_Source material_

★ ★ ★ ★ ★

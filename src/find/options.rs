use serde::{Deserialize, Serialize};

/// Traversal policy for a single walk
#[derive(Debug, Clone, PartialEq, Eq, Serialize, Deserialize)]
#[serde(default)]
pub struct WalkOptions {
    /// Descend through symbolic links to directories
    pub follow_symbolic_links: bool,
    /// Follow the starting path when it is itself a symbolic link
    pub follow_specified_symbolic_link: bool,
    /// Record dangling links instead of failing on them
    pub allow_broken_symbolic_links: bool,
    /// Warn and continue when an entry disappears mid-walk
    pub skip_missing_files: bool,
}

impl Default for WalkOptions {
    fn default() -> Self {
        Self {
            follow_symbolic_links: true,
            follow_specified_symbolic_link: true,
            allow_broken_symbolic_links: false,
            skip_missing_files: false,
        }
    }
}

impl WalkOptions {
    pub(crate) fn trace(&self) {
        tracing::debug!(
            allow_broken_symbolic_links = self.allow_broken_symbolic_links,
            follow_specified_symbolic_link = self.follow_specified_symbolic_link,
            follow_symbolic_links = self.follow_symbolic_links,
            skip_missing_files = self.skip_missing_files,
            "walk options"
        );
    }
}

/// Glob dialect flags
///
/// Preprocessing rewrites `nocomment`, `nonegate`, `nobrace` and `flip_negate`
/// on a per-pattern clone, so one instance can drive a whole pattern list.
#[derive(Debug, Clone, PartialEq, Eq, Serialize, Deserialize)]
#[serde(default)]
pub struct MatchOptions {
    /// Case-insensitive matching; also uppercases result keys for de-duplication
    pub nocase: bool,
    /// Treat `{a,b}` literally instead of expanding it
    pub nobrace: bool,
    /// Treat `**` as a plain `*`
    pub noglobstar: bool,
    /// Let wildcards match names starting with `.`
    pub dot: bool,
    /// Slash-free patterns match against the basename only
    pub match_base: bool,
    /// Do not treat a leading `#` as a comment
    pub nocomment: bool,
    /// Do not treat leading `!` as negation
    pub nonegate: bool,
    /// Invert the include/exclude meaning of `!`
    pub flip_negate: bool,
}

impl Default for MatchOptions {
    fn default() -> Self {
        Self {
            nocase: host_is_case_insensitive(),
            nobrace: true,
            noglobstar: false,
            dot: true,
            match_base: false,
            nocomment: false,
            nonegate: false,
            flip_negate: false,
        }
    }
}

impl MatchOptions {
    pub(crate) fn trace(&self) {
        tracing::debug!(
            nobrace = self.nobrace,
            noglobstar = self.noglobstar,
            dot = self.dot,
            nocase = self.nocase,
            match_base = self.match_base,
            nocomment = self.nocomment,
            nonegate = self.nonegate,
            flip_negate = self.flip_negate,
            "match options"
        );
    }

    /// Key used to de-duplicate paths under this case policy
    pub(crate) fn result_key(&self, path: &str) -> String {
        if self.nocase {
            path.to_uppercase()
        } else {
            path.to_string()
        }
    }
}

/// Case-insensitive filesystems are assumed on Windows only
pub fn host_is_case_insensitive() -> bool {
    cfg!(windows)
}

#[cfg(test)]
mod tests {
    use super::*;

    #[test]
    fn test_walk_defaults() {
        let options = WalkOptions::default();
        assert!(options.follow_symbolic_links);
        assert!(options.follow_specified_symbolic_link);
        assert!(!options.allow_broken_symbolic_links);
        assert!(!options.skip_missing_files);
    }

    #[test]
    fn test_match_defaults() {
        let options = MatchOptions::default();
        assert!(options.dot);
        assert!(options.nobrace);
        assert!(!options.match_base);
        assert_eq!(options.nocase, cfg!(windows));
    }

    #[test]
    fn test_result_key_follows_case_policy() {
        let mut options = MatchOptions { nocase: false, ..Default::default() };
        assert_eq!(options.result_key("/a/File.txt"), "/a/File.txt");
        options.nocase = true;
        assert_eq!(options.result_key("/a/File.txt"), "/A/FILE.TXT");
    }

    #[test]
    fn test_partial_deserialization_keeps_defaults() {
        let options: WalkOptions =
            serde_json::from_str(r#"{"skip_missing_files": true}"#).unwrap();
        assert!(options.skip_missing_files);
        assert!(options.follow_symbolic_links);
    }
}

★ ★ ★ ★ ★

_Task_
In the listing above, find the line containing "path.to_uppercase()" and the line containing "assert!(options.dot);", then quote both, plus every line between them, exactly as written.

_Solution to the exercise_
            path.to_uppercase()
        } else {
            path.to_string()
        }
    }
}

/// Case-insensitive filesystems are assumed on Windows only
pub fn host_is_case_insensitive() -> bool {
    cfg!(windows)
}

#[cfg(test)]
mod tests {
    use super::*;

    #[test]
    fn test_walk_defaults() {
        let options = WalkOptions::default();
        assert!(options.follow_symbolic_links);
        assert!(options.follow_specified_symbolic_link);
        assert!(!options.allow_broken_symbolic_links);
        assert!(!options.skip_missing_files);
    }

    #[test]
    fn test_match_defaults() {
        let options = MatchOptions::default();
        assert!(options.dot);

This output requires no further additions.